**EXERCISE REQUIREMENTS**: Within the material below, how many lines contain the word "enum"? Give that number only.

**SOURCE INFORMATION**:
//! Grammar vocabulary for the C subset

pub mod keywords;

pub use keywords::Keyword;
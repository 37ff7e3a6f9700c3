//! Lexemes with a one-time classification
//!
//! The scanner only decides where a lexeme starts and ends. Right after
//! scanning each lexeme is classified once, so the parser can dispatch on
//! `TokenClass` instead of repeating text comparisons.
use crate::grammar::keywords::Keyword;
use crate::utils::Span;
use serde::{Deserialize, Serialize};
use std::fmt;

/// Single-character structural tokens
#[derive(Debug, Clone, Copy, PartialEq, Eq, Hash, Serialize, Deserialize)]
pub enum Punctuation {
    LeftBrace,  // {
    RightBrace, // }
    LeftParen,  // (
    RightParen, // )
    Semicolon,  // ;
    Assign,     // =
}

impl Punctuation {
    pub const fn as_char(self) -> char {
        match self {
            Self::LeftBrace => '{',
            Self::RightBrace => '}',
            Self::LeftParen => '(',
            Self::RightParen => ')',
            Self::Semicolon => ';',
            Self::Assign => '=',
        }
    }

    pub fn from_char(ch: char) -> Option<Self> {
        match ch {
            '{' => Some(Self::LeftBrace),
            '}' => Some(Self::RightBrace),
            '(' => Some(Self::LeftParen),
            ')' => Some(Self::RightParen),
            ';' => Some(Self::Semicolon),
            '=' => Some(Self::Assign),
            _ => None,
        }
    }
}

/// Classification of a lexeme, computed once after scanning
#[derive(Debug, Clone, Copy, PartialEq, Eq, Hash, Serialize, Deserialize)]
pub enum TokenClass {
    /// Reserved word
    Keyword(Keyword),
    /// Complete double-quoted literal, quotes included
    StringLiteral,
    /// Run of letters, digits and underscores that is not a keyword
    Word,
    /// One of `{ } ( ) ; =`
    Punctuation(Punctuation),
    /// Any other single character, including an unmatched `"`
    Symbol,
}

impl TokenClass {
    /// Classify a scanned lexeme
    pub fn classify(lexeme: &str) -> Self {
        if let Some(keyword) = Keyword::from_lexeme(lexeme) {
            return Self::Keyword(keyword);
        }

        if lexeme.len() >= 2 && lexeme.starts_with('"') && lexeme.ends_with('"') {
            return Self::StringLiteral;
        }

        let mut chars = lexeme.chars();
        if let (Some(ch), None) = (chars.next(), chars.next()) {
            if let Some(punct) = Punctuation::from_char(ch) {
                return Self::Punctuation(punct);
            }
        }

        if !lexeme.is_empty() && lexeme.chars().all(is_word_char) {
            Self::Word
        } else {
            Self::Symbol
        }
    }

    pub fn name(&self) -> &'static str {
        match self {
            Self::Keyword(_) => "keyword",
            Self::StringLiteral => "string literal",
            Self::Word => "word",
            Self::Punctuation(_) => "punctuation",
            Self::Symbol => "symbol",
        }
    }
}

/// Characters that make up words: letters, digits, underscore
pub fn is_word_char(ch: char) -> bool {
    ch.is_alphanumeric() || ch == '_'
}

/// One immutable lexeme in the token sequence
#[derive(Debug, Clone, PartialEq, Eq, Serialize, Deserialize)]
pub struct Token {
    pub lexeme: String,
    /// Zero-based index in the token sequence
    pub index: usize,
    pub span: Span,
    pub class: TokenClass,
}

impl Token {
    pub fn new(lexeme: impl Into<String>, index: usize, span: Span) -> Self {
        let lexeme = lexeme.into();
        let class = TokenClass::classify(&lexeme);
        Self {
            lexeme,
            index,
            span,
            class,
        }
    }

    pub fn as_str(&self) -> &str {
        &self.lexeme
    }

    /// Exact lexeme comparison
    pub fn is(&self, lexeme: &str) -> bool {
        self.lexeme == lexeme
    }

    pub fn is_keyword(&self, keyword: Keyword) -> bool {
        self.class == TokenClass::Keyword(keyword)
    }

    pub fn keyword(&self) -> Option<Keyword> {
        match self.class {
            TokenClass::Keyword(keyword) => Some(keyword),
            _ => None,
        }
    }

    /// Keywords of the four primitive types
    pub fn is_type_keyword(&self) -> bool {
        self.keyword().is_some_and(Keyword::is_type)
    }

    pub fn is_string_literal(&self) -> bool {
        self.class == TokenClass::StringLiteral
    }

    /// Whether the lexeme is made only of word characters (keywords included)
    pub fn is_wordlike(&self) -> bool {
        matches!(self.class, TokenClass::Word | TokenClass::Keyword(_))
    }
}

impl fmt::Display for Token {
    fn fmt(&self, f: &mut fmt::Formatter<'_>) -> fmt::Result {
        write!(f, "{}", self.lexeme)
    }
}
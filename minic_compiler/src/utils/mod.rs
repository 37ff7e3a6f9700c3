//! Shared primitive types used by the lexer, parser and driver.

pub mod span;

pub use span::{Position, SourceMap, Span};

**RESULT FOR THIS EXERCISE**: 2